DIRECTIONS FOR THIS TASK :: Whenever a line in the data contains "Iterator", show that line.

--- MATERIAL FOR THIS TASK Enclosed Below ---

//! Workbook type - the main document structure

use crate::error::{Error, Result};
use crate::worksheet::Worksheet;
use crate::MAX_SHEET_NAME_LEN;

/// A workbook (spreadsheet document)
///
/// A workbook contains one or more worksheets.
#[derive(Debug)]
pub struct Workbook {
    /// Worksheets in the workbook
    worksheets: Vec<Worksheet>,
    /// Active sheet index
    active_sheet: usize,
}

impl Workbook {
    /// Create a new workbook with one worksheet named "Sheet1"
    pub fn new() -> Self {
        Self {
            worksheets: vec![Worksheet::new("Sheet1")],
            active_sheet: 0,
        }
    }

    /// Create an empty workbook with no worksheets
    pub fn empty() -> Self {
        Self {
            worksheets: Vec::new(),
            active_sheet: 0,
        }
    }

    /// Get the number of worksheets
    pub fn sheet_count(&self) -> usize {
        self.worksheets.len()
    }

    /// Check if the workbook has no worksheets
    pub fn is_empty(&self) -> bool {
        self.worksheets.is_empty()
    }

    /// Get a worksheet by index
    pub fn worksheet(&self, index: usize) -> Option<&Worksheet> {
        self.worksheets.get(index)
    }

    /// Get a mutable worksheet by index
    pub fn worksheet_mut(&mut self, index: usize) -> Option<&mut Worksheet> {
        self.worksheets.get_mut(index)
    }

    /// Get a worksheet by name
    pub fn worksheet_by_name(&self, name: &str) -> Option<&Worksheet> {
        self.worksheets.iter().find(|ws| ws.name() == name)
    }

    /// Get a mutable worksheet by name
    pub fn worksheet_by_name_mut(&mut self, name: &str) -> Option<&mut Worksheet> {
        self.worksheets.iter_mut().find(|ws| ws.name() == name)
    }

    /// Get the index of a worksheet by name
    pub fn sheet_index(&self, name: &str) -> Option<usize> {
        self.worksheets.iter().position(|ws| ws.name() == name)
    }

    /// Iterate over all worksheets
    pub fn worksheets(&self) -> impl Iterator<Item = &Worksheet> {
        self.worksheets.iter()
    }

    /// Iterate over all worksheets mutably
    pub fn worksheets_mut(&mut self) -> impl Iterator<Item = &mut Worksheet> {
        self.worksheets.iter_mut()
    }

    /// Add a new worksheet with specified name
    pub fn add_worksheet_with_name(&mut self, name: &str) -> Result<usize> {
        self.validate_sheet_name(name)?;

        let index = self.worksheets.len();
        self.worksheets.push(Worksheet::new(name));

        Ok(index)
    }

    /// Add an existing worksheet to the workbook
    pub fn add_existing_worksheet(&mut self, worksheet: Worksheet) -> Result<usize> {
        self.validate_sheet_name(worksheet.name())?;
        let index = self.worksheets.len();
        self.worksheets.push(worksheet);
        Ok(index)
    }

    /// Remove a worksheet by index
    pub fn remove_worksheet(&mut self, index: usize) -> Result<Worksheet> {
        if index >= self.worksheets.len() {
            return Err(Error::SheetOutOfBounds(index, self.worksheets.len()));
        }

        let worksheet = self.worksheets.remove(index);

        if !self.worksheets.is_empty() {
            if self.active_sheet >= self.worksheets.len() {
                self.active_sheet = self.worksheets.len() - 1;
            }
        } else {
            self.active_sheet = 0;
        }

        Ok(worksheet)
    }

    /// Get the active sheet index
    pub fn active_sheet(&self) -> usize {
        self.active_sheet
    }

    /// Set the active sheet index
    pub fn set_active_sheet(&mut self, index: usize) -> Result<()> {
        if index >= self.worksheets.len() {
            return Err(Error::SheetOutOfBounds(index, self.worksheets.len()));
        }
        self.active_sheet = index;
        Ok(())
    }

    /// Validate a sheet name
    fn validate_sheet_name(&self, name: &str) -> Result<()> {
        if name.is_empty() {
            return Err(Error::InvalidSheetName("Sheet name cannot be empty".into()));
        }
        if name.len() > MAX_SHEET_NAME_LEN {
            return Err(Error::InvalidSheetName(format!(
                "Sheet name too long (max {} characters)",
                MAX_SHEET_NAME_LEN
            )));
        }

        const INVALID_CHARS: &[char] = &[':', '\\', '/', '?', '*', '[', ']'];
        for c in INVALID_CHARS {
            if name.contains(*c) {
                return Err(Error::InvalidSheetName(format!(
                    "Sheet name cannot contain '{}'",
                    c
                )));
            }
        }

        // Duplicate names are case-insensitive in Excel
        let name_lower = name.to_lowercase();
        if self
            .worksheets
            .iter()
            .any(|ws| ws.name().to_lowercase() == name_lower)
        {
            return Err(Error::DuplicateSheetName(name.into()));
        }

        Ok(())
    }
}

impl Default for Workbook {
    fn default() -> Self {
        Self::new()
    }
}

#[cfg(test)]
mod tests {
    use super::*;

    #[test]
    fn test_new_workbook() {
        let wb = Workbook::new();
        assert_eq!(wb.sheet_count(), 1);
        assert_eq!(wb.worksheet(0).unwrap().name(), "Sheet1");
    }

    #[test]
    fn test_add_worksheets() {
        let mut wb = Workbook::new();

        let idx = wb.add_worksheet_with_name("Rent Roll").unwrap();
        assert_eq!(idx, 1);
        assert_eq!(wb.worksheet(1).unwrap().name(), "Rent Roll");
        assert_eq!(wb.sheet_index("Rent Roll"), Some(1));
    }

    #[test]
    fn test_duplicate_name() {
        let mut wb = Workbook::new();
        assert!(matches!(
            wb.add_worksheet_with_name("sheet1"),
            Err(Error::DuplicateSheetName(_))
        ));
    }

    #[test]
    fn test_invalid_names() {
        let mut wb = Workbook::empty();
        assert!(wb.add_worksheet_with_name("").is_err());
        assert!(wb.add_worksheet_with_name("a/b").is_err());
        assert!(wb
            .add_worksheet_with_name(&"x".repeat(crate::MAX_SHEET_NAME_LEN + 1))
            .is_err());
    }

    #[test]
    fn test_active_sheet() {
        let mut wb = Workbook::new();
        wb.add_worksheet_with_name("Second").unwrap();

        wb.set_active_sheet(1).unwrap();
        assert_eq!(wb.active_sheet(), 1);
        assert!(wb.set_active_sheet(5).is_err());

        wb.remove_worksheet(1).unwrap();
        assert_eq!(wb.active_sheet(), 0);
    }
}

--- End of Enclosed MATERIAL FOR THIS TASK ---

SOLVED EXERCISE ::
    pub fn worksheets(&self) -> impl Iterator<Item = &Worksheet> {
    pub fn worksheets_mut(&mut self) -> impl Iterator<Item = &mut Worksheet> {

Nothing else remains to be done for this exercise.